Entre primeros amores y adolescentes tragos, dos hechos
reubicaron las conductas de mi generación, de las anteriores y de las
futuras: la presencia en mi ciudad, por vez primera, de la televisión;
y, en el mismo año, el movimiento estudiantil del 68.
Las actitudes cambiaron, también al interior
de las familias.
Mi yo escritor, poeta, ya había nacido
entonces; incluso varios años atrás. Compartía mi tiempo entre el rock
and roll, las lecturas y colaboraciones precoces en el periódico local
Oaxaca Gráfico (sólo había otro más que a la fecha perdura: El
Imparcial) y la revista Síntesis Gráfica. Esto me hizo
vivir más de cerca la otra realidad de mi país.
Poco después, el zócalo perdió sus bancas de granito
-cambiadas por unas de metal forjado-; el parque Juárez, mejor conocido
como El Llano, su efímero zoológico y se quedó tan sólo con cuatro
leones de bronce en sus costados; el atrio del imponente templo de Santo
Domingo de Guzmán, monumento único en América, su barda con todo y
angelitos, también de bronce, emparejada a la suerte de la de Catedral.
Y ante tal hinchazón pavimentaria, los
barrios se fueron convirtiendo en colonias, lo mismo que los poblados
circunvecinos.
Muchos años salí y a mi regreso encontré una ciudad con
caras nuevas, con calles que no había transitado. Según la zona: antenas
parabólicas sobre techos de concreto, arterias viales ajardinadas; o
construcciones a medio hacer con tabiques de cemento y laminas de
asbesto; unidades de hacinamiento habitacional; cadenas de supermercados
e infinidad de restaurantes y negocios para turistas. Casi nula
respuesta a la creciente demanda de habitación. Algo más, sumamente
notable: el alto costo de la vida.
En mi recuerdo: el rojo color de tejas y
ladrillos; las grandes puertas de madera con aldabones de formas
caprichosas -aún, afortunadamente, quedan algunos-; los hermosos vidrios
plomados de las casas del centro.
Para bien: la remodelación del primer cuadro.
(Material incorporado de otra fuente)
#[test]
fn hotkey_release_after_trigger_is_swallowed() {
    let mut s = stack(100, 100);
    s.add_window(window(1, Rect::new(0, 0, 10, 10))).unwrap();
    s.output_mut().clear();

    s.handle_input(&InputEvent::key_down(KeySymbol::Meta, None));
    s.handle_input(&InputEvent::key_down(KeySymbol::Char('a'), Some(30)));
    s.handle_input(&InputEvent::key_up(KeySymbol::Meta, None));
    s.handle_input(&InputEvent::key_up(KeySymbol::Char('a'), Some(30)));
    assert!(s.output().events().iter().all(|(_, ev)| !ev.is_key()));

    s.handle_input(&InputEvent::key_down(KeySymbol::Char('a'), Some(30)));
    assert_eq!(key_downs(&s.output().events_for(A)), 1);
    assert_eq!(s.grabs().implicit_owner(30), Some(A));
}

#[test]
fn repeated_trigger_sequences_do_not_exhaust_slots() {
    let mut s = stack(100, 100);
    s.add_window(window(1, Rect::new(0, 0, 10, 10))).unwrap();
    for code in 40..(40 + 2 * MAX_IMPLICIT_KEY_GRABS as u32) {
        s.handle_input(&InputEvent::key_down(KeySymbol::Char('w'), Some(code)));
        s.handle_input(&InputEvent::key_down(KeySymbol::Meta, None));
        s.handle_input(&InputEvent::key_up(KeySymbol::Char('w'), Some(code)));
        s.handle_input(&InputEvent::key_up(KeySymbol::Meta, None));
    }
    assert!(s.grabs().implicit().is_empty());
}

#[test]
fn extreme_relative_motion_saturates() {
    let mut s = stack(100, 100);
    s.handle_input(&InputEvent::axis(Axis::X, AxisMotion::Relative(i32::MIN)));
    assert_eq!(s.cursor_position(), (0, 50));
    s.handle_input(&InputEvent::axis(Axis::X, AxisMotion::Relative(i32::MAX)));
    assert_eq!(s.cursor_position(), (99, 50));

    s.handle_input(&InputEvent::axis(Axis::Y, AxisMotion::Relative(i32::MAX)).following());
    s.handle_input(&InputEvent::axis(Axis::Y, AxisMotion::Relative(i32::MAX)).following());
    s.handle_input(&InputEvent::axis(Axis::X, AxisMotion::Absolute(10)));
    assert_eq!(s.cursor_position(), (10, 99));
}
use crossterm::event::{MouseButton, MouseEvent, MouseEventKind};

use super::keyboard::modifiers_for;
use crate::input::{Axis, AxisMotion, Button, InputEvent};

fn button_for(button: MouseButton) -> Button {
    match button {
        MouseButton::Left => Button::Left,
        MouseButton::Right => Button::Right,
        MouseButton::Middle => Button::Middle,
    }
}

/// Terminal mouse reports carry absolute cell positions; each becomes an
/// X/Y axis pair followed by the button or wheel event, if any.
pub fn translate(mouse: MouseEvent) -> Vec<InputEvent> {
    let modifiers = modifiers_for(mouse.modifiers);
    let mut out = vec![
        InputEvent::axis(Axis::X, AxisMotion::Absolute(mouse.column as i32))
            .following()
            .with_modifiers(modifiers),
        InputEvent::axis(Axis::Y, AxisMotion::Absolute(mouse.row as i32))
            .with_modifiers(modifiers),
    ];
    match mouse.kind {
        MouseEventKind::Down(button) => out.push(InputEvent::button_down(button_for(button))),
        MouseEventKind::Up(button) => out.push(InputEvent::button_up(button_for(button))),
        MouseEventKind::ScrollDown => {
            out.push(InputEvent::axis(Axis::Z, AxisMotion::Relative(1)))
        }
        MouseEventKind::ScrollUp => {
            out.push(InputEvent::axis(Axis::Z, AxisMotion::Relative(-1)))
        }
        MouseEventKind::Moved
        | MouseEventKind::Drag(_)
        | MouseEventKind::ScrollLeft
        | MouseEventKind::ScrollRight => {}
    }
    out
}

#[cfg(test)]
mod tests {
    use super::*;
    use crate::input::{InputKind, Press};
    use crossterm::event::KeyModifiers;

    #[test]
    fn click_moves_then_presses() {
        let out = translate(MouseEvent {
            kind: MouseEventKind::Down(MouseButton::Right),
            column: 5,
            row: 7,
            modifiers: KeyModifiers::NONE,
        });
        assert_eq!(out.len(), 3);
        assert!(matches!(
            out[0].kind,
            InputKind::Axis {
                axis: Axis::X,
                motion: AxisMotion::Absolute(5),
                follow: true
            }
        ));
        assert!(matches!(
            out[1].kind,
            InputKind::Axis {
                axis: Axis::Y,
                follow: false,
                ..
            }
        ));
        assert_eq!(
            out[2].kind,
            InputKind::Button {
                press: Press::Down,
                button: Button::Right
            }
        );
    }
}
En contrapartida: en esa misma área, edificaciones modernas de pésimo
gusto, bisutería ante la noble cantera verde, nuestra, realizadas por
afuerinos con más dinero que cultura y sin respeto alguno a la
majestuosa armonía de la arquitectura de la entidad.
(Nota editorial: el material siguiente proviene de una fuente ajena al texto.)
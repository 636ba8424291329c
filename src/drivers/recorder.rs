//! An [`Output`](super::Output) that records everything it is asked to do.
//!
//! Used by the test suites and handy for headless runs.

use std::collections::HashMap;
use std::fs;
use std::path::{Path, PathBuf};

use super::{BlitFlags, Color, Composer, EventSink, FlipFlags, LayerControl, SurfaceReader};
use crate::error::Result;
use crate::geometry::Rect;
use crate::window::{LayerConfig, LayerId, SurfaceDesc, SurfaceId, WindowEvent, WindowId};

#[derive(Debug, Clone, Copy, PartialEq, Eq)]
pub enum DrawOp {
    SetClip(Rect),
    SetColor(Color),
    SetBlitFlags(BlitFlags),
    SetColorkey(u32),
    SetOpacity(u8),
    Fill(Rect),
    Blit {
        surface: SurfaceId,
        src: Rect,
        x: i32,
        y: i32,
    },
    StretchBlit {
        surface: SurfaceId,
        src: Rect,
        dst: Rect,
    },
    TileBlit {
        surface: SurfaceId,
        src: Rect,
        dst: Rect,
    },
    Flip {
        layer: LayerId,
        region: Rect,
        flags: FlipFlags,
    },
}

/// What a drawing call put on screen, reduced to its clipped area.
#[derive(Debug, Clone, Copy, PartialEq, Eq)]
pub enum Paint {
    Fill(Rect),
    Surface(SurfaceId, Rect),
}

#[derive(Debug, Default)]
pub struct RecordingOutput {
    ops: Vec<DrawOp>,
    events: Vec<(WindowId, WindowEvent)>,
    layers: Vec<(LayerId, LayerConfig)>,
    pixels: HashMap<(SurfaceId, i32, i32), u32>,
    screenshots: usize,
}

impl RecordingOutput {
    pub fn new() -> Self {
        Self::default()
    }

    pub fn ops(&self) -> &[DrawOp] {
        &self.ops
    }

    pub fn events(&self) -> &[(WindowId, WindowEvent)] {
        &self.events
    }

    pub fn layer_configs(&self) -> &[(LayerId, LayerConfig)] {
        &self.layers
    }

    pub fn clear(&mut self) {
        self.ops.clear();
        self.events.clear();
    }

    pub fn take_events(&mut self) -> Vec<(WindowId, WindowEvent)> {
        std::mem::take(&mut self.events)
    }

    pub fn events_for(&self, window: WindowId) -> Vec<WindowEvent> {
        self.events
            .iter()
            .filter(|(id, _)| *id == window)
            .map(|(_, ev)| *ev)
            .collect()
    }

    /// Make `read_pixel` return `raw` at `(x, y)` of `surface`.
    pub fn set_pixel(&mut self, surface: SurfaceId, x: i32, y: i32, raw: u32) {
        self.pixels.insert((surface, x, y), raw);
    }

    pub fn flips(&self) -> Vec<Rect> {
        self.ops
            .iter()
            .filter_map(|op| match op {
                DrawOp::Flip { region, .. } => Some(*region),
                _ => None,
            })
            .collect()
    }

    /// Drawing calls reduced to the areas they covered, in call order.
    pub fn paints(&self) -> Vec<Paint> {
        let mut clip = None;
        let mut paints = Vec::new();
        for op in &self.ops {
            let current: Option<Rect> = clip;
            let covered = move |area: Rect| current.and_then(|c| c.intersection(&area));
            match *op {
                DrawOp::SetClip(rect) => clip = Some(rect),
                DrawOp::Fill(rect) => paints.extend(covered(rect).map(Paint::Fill)),
                DrawOp::Blit { surface, src, x, y } => paints.extend(
                    covered(Rect::new(x, y, src.width, src.height))
                        .map(|r| Paint::Surface(surface, r)),
                ),
                DrawOp::StretchBlit { surface, dst, .. } | DrawOp::TileBlit { surface, dst, .. } => {
                    paints.extend(covered(dst).map(|r| Paint::Surface(surface, r)))
                }
                _ => {}
            }
        }
        paints
    }
}

impl Composer for RecordingOutput {
    fn set_clip(&mut self, clip: Rect) {
        self.ops.push(DrawOp::SetClip(clip));
    }

    fn set_color(&mut self, color: Color) {
        self.ops.push(DrawOp::SetColor(color));
    }

    fn set_blit_flags(&mut self, flags: BlitFlags) {
        self.ops.push(DrawOp::SetBlitFlags(flags));
    }

    fn set_src_colorkey(&mut self, key: u32) {
        self.ops.push(DrawOp::SetColorkey(key));
    }

    fn set_opacity(&mut self, opacity: u8) {
        self.ops.push(DrawOp::SetOpacity(opacity));
    }

    fn fill_rect(&mut self, rect: Rect) {
        self.ops.push(DrawOp::Fill(rect));
    }

    fn blit(&mut self, surface: &SurfaceDesc, src: Rect, dx: i32, dy: i32) {
        self.ops.push(DrawOp::Blit {
            surface: surface.id,
            src,
            x: dx,
            y: dy,
        });
    }

    fn stretch_blit(&mut self, surface: &SurfaceDesc, src: Rect, dst: Rect) {
        self.ops.push(DrawOp::StretchBlit {
            surface: surface.id,
            src,
            dst,
        });
    }

    fn tile_blit(&mut self, surface: &SurfaceDesc, src: Rect, dst: Rect) {
        self.ops.push(DrawOp::TileBlit {
            surface: surface.id,
            src,
            dst,
        });
    }

    fn flip(&mut self, layer: LayerId, region: Rect, flags: FlipFlags) {
        self.ops.push(DrawOp::Flip {
            layer,
            region,
            flags,
        });
    }

    /// Writes the recorded operation log.
    fn screenshot(&mut self, dir: &Path) -> Result<PathBuf> {
        self.screenshots += 1;
        let path = dir.join(format!("recording-{:04}.txt", self.screenshots));
        let mut log = String::new();
        for op in &self.ops {
            log.push_str(&format!("{op:?}\n"));
        }
        fs::write(&path, log)?;
        Ok(path)
    }
}

impl LayerControl for RecordingOutput {
    fn configure_layer(&mut self, layer: LayerId, config: LayerConfig) -> Result<()> {
        self.layers.push((layer, config));
        Ok(())
    }
}

impl SurfaceReader for RecordingOutput {
    fn read_pixel(&self, surface: SurfaceId, x: i32, y: i32) -> Option<u32> {
        self.pixels.get(&(surface, x, y)).copied()
    }
}

impl EventSink for RecordingOutput {
    fn post_event(&mut self, window: WindowId, event: WindowEvent) {
        self.events.push((window, event));
    }
}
Vías rápidas para automóviles, galerías de
arte, universidades, centros de cultura, lugares para divertirse o para
descansar, estacionamientos; los chavos con su tiempo en minutos para
bibliotecas y horas interminables para discos y juegos
electrónicos.
Mas, todavía, una ciudad de mediana prisa
cuyo sabor se goza al caminarse es ésta: la de mi ombligo enterrado.
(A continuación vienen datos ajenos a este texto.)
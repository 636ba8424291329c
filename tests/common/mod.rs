#![allow(dead_code)]

use winstack::config::StackConfig;
use winstack::drivers::recorder::RecordingOutput;
use winstack::geometry::Rect;
use winstack::input::{Axis, AxisMotion, InputEvent};
use winstack::window::{PixelFormat, SurfaceDesc, SurfaceId, Window, WindowId, WindowStack};

pub type TestStack = WindowStack<RecordingOutput>;

pub fn stack(width: i32, height: i32) -> TestStack {
    stack_with(StackConfig::default().with_size(width, height))
}

pub fn stack_with(config: StackConfig) -> TestStack {
    WindowStack::new(config, RecordingOutput::new()).unwrap()
}

/// A visible, opaque window whose surface matches its bounds.
pub fn window(id: u32, bounds: Rect) -> Window {
    Window::new(WindowId(id), bounds)
        .with_surface(SurfaceDesc::new(
            SurfaceId(id),
            bounds.width,
            bounds.height,
            PixelFormat::Rgb32,
        ))
        .with_opacity(0xff)
}

pub fn move_pointer(stack: &mut TestStack, x: i32, y: i32) {
    stack.handle_input(&InputEvent::axis(Axis::X, AxisMotion::Absolute(x)).following());
    stack.handle_input(&InputEvent::axis(Axis::Y, AxisMotion::Absolute(y)));
}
Muchos, de entonces, hemos salido y estamos
de regreso. Otros, ya no podrán volver.
IV
-Oye, bisabuelo, ¿en verdad el amor es una ciudad con
muchas calles?
-Tú, ¿qué crees? Sólo sabes caminar a ciegas
-me dijo el muerto desde su retrato.
-No habrá más días iguales, no los habrá
-concluyó mi abuelito incómodo en su tumba.
Nació en la ciudad de Oaxaca. Poeta y narrador, ha publicado en
suplementos culturales del país y revistas americanas, caribeñas y
europeas. Entre sus libros, los poemarios: Tocar el alba, UNAM,
col. El ala del tigre, 1993; Armar las palabras (Es un rufián el
corazón del alba), UNAM, col. El ala del tigre, 1999; Cantos para
dormir a un lobo y a otros bichos, Secretaría de Cultura de Oaxaca,
col. Parajes de poesía, 2005. Poemas suyos se han traducido al holandés,
al francés y al inglés. Es director general de la revista y del Fondo
Editorial Cantera Verde; también fue Director Huésped de la
revista Tierra Adentro del Conaculta. Es Coordinador General del
Encuentro Internacional Hacedores de palabras.